My situation:
I am trying to download some files from the NCBI GENOME ftp site ftp://ftp.ncbi.nih.gov/genomes/
for a specific organism(Anolis carolinensis in this case). Right now I am trying to perform a blast search on this organism to find out if there is a significant match for a specific gene. When performing this blast search on refseq genomic, with the gilist for Anolis carolinensis (even with the smallest word size possible) the blast results do not return a significant match; I've been told this should likely not be the case so I would like to perform this search on other databases.
What I would like to know: I want to expand my search beyond just searching refseq_genomic with my gilist but do not know what data is reliable/unreliable or what data is most likely to show results. I do not know whether I should do the search against the Gnomon/ref_AnCar2.0_top_level.gff3.gz file, theGff/ref_AnCar2.0_top_level.gff3.gz file, RNA/* files, etc. The README file mentions some of these are scaffold assemblies, and some sequences are whole genome shotgun sequences are these reliable? I would also like to know whether theres any reliablebility in the other/pseudo_without_products.fa.gz. I know that I can just google what 'scaffold assembly' or something is but this doesn't really tell me if I should be searching against it.
Thank-you
gff3 files you are listing are just annotation.

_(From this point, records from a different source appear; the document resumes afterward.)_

//! Gateway message envelope
//!
//! Every gateway payload has the format `{"op": u8, "d": any, "s": u64?, "t": string?}`.

use serde::{Deserialize, Serialize};
use serde_json::Value;
use wirecord_session::Envelope;

use super::opcodes::OpCode;

/// Gateway message structure
///
/// The op code stays raw so an op this client does not know still decodes
/// and is reported by the dispatch table.
#[derive(Debug, Clone, PartialEq, Serialize, Deserialize)]
pub struct GatewayMessage {
    /// Operation code
    pub op: u8,

    /// Event data (payload)
    #[serde(default)]
    pub d: Value,

    /// Sequence number (only for Dispatch events)
    #[serde(default, skip_serializing_if = "Option::is_none")]
    pub s: Option<u64>,

    /// Event name (only for Dispatch events)
    #[serde(default, skip_serializing_if = "Option::is_none")]
    pub t: Option<String>,
}

impl GatewayMessage {
    /// Create a command message with a serializable payload
    pub fn new<T: Serialize>(op: OpCode, data: &T) -> Result<Self, serde_json::Error> {
        Ok(Self {
            op: op.as_u8(),
            d: serde_json::to_value(data)?,
            s: None,
            t: None,
        })
    }

    /// Create a Dispatch message (op 0)
    pub fn dispatch<T: Serialize>(event: &str, data: &T, sequence: u64) -> Result<Self, serde_json::Error> {
        Ok(Self {
            op: OpCode::Dispatch.as_u8(),
            d: serde_json::to_value(data)?,
            s: Some(sequence),
            t: Some(event.to_string()),
        })
    }

    /// Create a Heartbeat message carrying the last sequence, or null
    pub fn heartbeat(sequence: Option<u64>) -> Self {
        Self {
            op: OpCode::Heartbeat.as_u8(),
            d: sequence.map_or(Value::Null, Value::from),
            s: None,
            t: None,
        }
    }

    /// Typed op code, when known
    pub fn opcode(&self) -> Option<OpCode> {
        OpCode::from_u8(self.op)
    }

    /// Check if this is a dispatch event
    pub fn is_dispatch(&self) -> bool {
        self.op == OpCode::Dispatch.as_u8()
    }

    /// Get the event name if this is a dispatch event
    pub fn event_name(&self) -> Option<&str> {
        self.t.as_deref()
    }
}

impl Envelope for GatewayMessage {
    fn opcode(&self) -> u8 {
        self.op
    }

    fn sequence(&self) -> Option<u64> {
        self.s
    }

    fn event_name(&self) -> Option<&str> {
        // Only dispatches route by name; a stray `t` on a control op is ignored
        if self.is_dispatch() {
            self.t.as_deref()
        } else {
            None
        }
    }

    fn into_data(self) -> Value {
        self.d
    }
}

Take a look at this README to get an idea of what the different sequence file types are.
I feel like I do not have a good enough grasp on a lot of the things said in that document to interpret it correctly. I wouldn't have known to look up what annotation means if you hadn't mentioned it here. Are there a few words or phrases I should try to cherry pick within this README document?
Also the gff isn't refseq? What does the ref in the name mean then.
You can easily limit your blast searches at NCBI's site by using the name/taxid of your organim (Anolis carolinensis (taxid:28377)) in the "choose search set --> Organism field".
Do you have a single gene sequence that you are searching with? Is it DNA/protein?
GFF is not RefSeq. GFF is a file format for annotations.
You may want to use the current RefSeq version of the Anolis genome for your blast searches. It can be found in this directory. DNA sequence is here and protein is here.
I have to perform mass amounts of searches, so I can't use the site for a lot of what I'm doing. What made you pick that file instead of some of the other files within GCF_000090745.1_AnoCar2.0? What is different about the genomic.gbff.gz file
Since you need a fasta formatted sequence file for creating blast indexes I selected
.fna
file.gbff
is genbank formatted version of the same genome. Read about what the different files are, here.